**REQUIREMENT:** The entire set of lines below should be copied exactly.

_ _ _ _

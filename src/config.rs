use serde::Deserialize;
use std::path::PathBuf;

use crate::procfs::{DEFAULT_MEMINFO_PATH, DEFAULT_STAT_PATH};

#[derive(Debug, Clone, Deserialize)]
pub struct AppConfig {
    pub server: ServerConfig,
    pub sampler: SamplerSection,
    pub publishing: PublishingConfig,
    pub monitoring: MonitoringConfig,
}

#[derive(Debug, Clone, Deserialize)]
pub struct ServerConfig {
    pub port: u16,
    pub host: String,
}

#[derive(Debug, Clone, Deserialize)]
pub struct SamplerSection {
    /// Whole seconds between ticks.
    pub interval_secs: u64,
    #[serde(default = "default_stat_path")]
    pub stat_path: PathBuf,
    #[serde(default = "default_meminfo_path")]
    pub meminfo_path: PathBuf,
    #[serde(default = "default_collect_disks")]
    pub collect_disks: bool,
}

fn default_stat_path() -> PathBuf {
    PathBuf::from(DEFAULT_STAT_PATH)
}

fn default_meminfo_path() -> PathBuf {
    PathBuf::from(DEFAULT_MEMINFO_PATH)
}

fn default_collect_disks() -> bool {
    true
}

#[derive(Debug, Clone, Deserialize)]
pub struct PublishingConfig {
    /// Max number of records kept in the broadcast channel for /ws/metrics (slow clients may lag).
    pub broadcast_capacity: usize,
}

#[derive(Debug, Clone, Deserialize)]
pub struct MonitoringConfig {
    /// How often to log publisher stats (records received, ws clients) at INFO level.
    pub stats_log_interval_secs: u64,
}

impl AppConfig {
    pub fn load() -> anyhow::Result<Self> {
        let path = std::env::var("CONFIG_FILE").unwrap_or_else(|_| "config.toml".into());
        let s = std::fs::read_to_string(&path)
            .map_err(|e| anyhow::anyhow!("reading config {}: {}", path, e))?;
        Self::load_from_str(&s)
    }

    /// Parse and validate config from a string (e.g. for tests).
    pub fn load_from_str(s: &str) -> anyhow::Result<Self> {
        let config: AppConfig = toml::from_str(s)?;
        config.validate()?;
        Ok(config)
    }

    fn validate(&self) -> anyhow::Result<()> {
        anyhow::ensure!(
            self.server.port > 0,
            "server.port must be between 1 and 65535, got {}",
            self.server.port
        );
        anyhow::ensure!(
            !self.server.host.is_empty(),
            "server.host must be non-empty"
        );
        anyhow::ensure!(
            self.sampler.interval_secs > 0,
            "sampler.interval_secs must be > 0, got {}",
            self.sampler.interval_secs
        );
        anyhow::ensure!(
            !self.sampler.stat_path.as_os_str().is_empty(),
            "sampler.stat_path must be non-empty"
        );
        anyhow::ensure!(
            !self.sampler.meminfo_path.as_os_str().is_empty(),
            "sampler.meminfo_path must be non-empty"
        );
        anyhow::ensure!(
            self.publishing.broadcast_capacity > 0,
            "publishing.broadcast_capacity must be > 0, got {}",
            self.publishing.broadcast_capacity
        );
        anyhow::ensure!(
            self.monitoring.stats_log_interval_secs > 0,
            "monitoring.stats_log_interval_secs must be > 0, got {}",
            self.monitoring.stats_log_interval_secs
        );
        Ok(())
    }
}

impl SamplerSection {
    /// Sampler timing and sources described by this section.
    pub fn sampler_config(&self) -> crate::sampler::SamplerConfig {
        crate::sampler::SamplerConfig {
            interval: std::time::Duration::from_secs(self.interval_secs),
            stat_path: self.stat_path.clone(),
            meminfo_path: self.meminfo_path.clone(),
        }
    }
}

_ _ _ _

**TASK SOLUTION:**
filename src/config.rs
use serde::Deserialize;
use std::path::PathBuf;

use crate::procfs::{DEFAULT_MEMINFO_PATH, DEFAULT_STAT_PATH};

#[derive(Debug, Clone, Deserialize)]
pub struct AppConfig {
    pub server: ServerConfig,
    pub sampler: SamplerSection,
    pub publishing: PublishingConfig,
    pub monitoring: MonitoringConfig,
}

#[derive(Debug, Clone, Deserialize)]
pub struct ServerConfig {
    pub port: u16,
    pub host: String,
}

#[derive(Debug, Clone, Deserialize)]
pub struct SamplerSection {
    /// Whole seconds between ticks.
    pub interval_secs: u64,
    #[serde(default = "default_stat_path")]
    pub stat_path: PathBuf,
    #[serde(default = "default_meminfo_path")]
    pub meminfo_path: PathBuf,
    #[serde(default = "default_collect_disks")]
    pub collect_disks: bool,
}

fn default_stat_path() -> PathBuf {
    PathBuf::from(DEFAULT_STAT_PATH)
}

fn default_meminfo_path() -> PathBuf {
    PathBuf::from(DEFAULT_MEMINFO_PATH)
}

fn default_collect_disks() -> bool {
    true
}

#[derive(Debug, Clone, Deserialize)]
pub struct PublishingConfig {
    /// Max number of records kept in the broadcast channel for /ws/metrics (slow clients may lag).
    pub broadcast_capacity: usize,
}

#[derive(Debug, Clone, Deserialize)]
pub struct MonitoringConfig {
    /// How often to log publisher stats (records received, ws clients) at INFO level.
    pub stats_log_interval_secs: u64,
}

impl AppConfig {
    pub fn load() -> anyhow::Result<Self> {
        let path = std::env::var("CONFIG_FILE").unwrap_or_else(|_| "config.toml".into());
        let s = std::fs::read_to_string(&path)
            .map_err(|e| anyhow::anyhow!("reading config {}: {}", path, e))?;
        Self::load_from_str(&s)
    }

    /// Parse and validate config from a string (e.g. for tests).
    pub fn load_from_str(s: &str) -> anyhow::Result<Self> {
        let config: AppConfig = toml::from_str(s)?;
        config.validate()?;
        Ok(config)
    }

    fn validate(&self) -> anyhow::Result<()> {
        anyhow::ensure!(
            self.server.port > 0,
            "server.port must be between 1 and 65535, got {}",
            self.server.port
        );
        anyhow::ensure!(
            !self.server.host.is_empty(),
            "server.host must be non-empty"
        );
        anyhow::ensure!(
            self.sampler.interval_secs > 0,
            "sampler.interval_secs must be > 0, got {}",
            self.sampler.interval_secs
        );
        anyhow::ensure!(
            !self.sampler.stat_path.as_os_str().is_empty(),
            "sampler.stat_path must be non-empty"
        );
        anyhow::ensure!(
            !self.sampler.meminfo_path.as_os_str().is_empty(),
            "sampler.meminfo_path must be non-empty"
        );
        anyhow::ensure!(
            self.publishing.broadcast_capacity > 0,
            "publishing.broadcast_capacity must be > 0, got {}",
            self.publishing.broadcast_capacity
        );
        anyhow::ensure!(
            self.monitoring.stats_log_interval_secs > 0,
            "monitoring.stats_log_interval_secs must be > 0, got {}",
            self.monitoring.stats_log_interval_secs
        );
        Ok(())
    }
}

impl SamplerSection {
    /// Sampler timing and sources described by this section.
    pub fn sampler_config(&self) -> crate::sampler::SamplerConfig {
        crate::sampler::SamplerConfig {
            interval: std::time::Duration::from_secs(self.interval_secs),
            stat_path: self.stat_path.clone(),
            meminfo_path: self.meminfo_path.clone(),
        }
    }
}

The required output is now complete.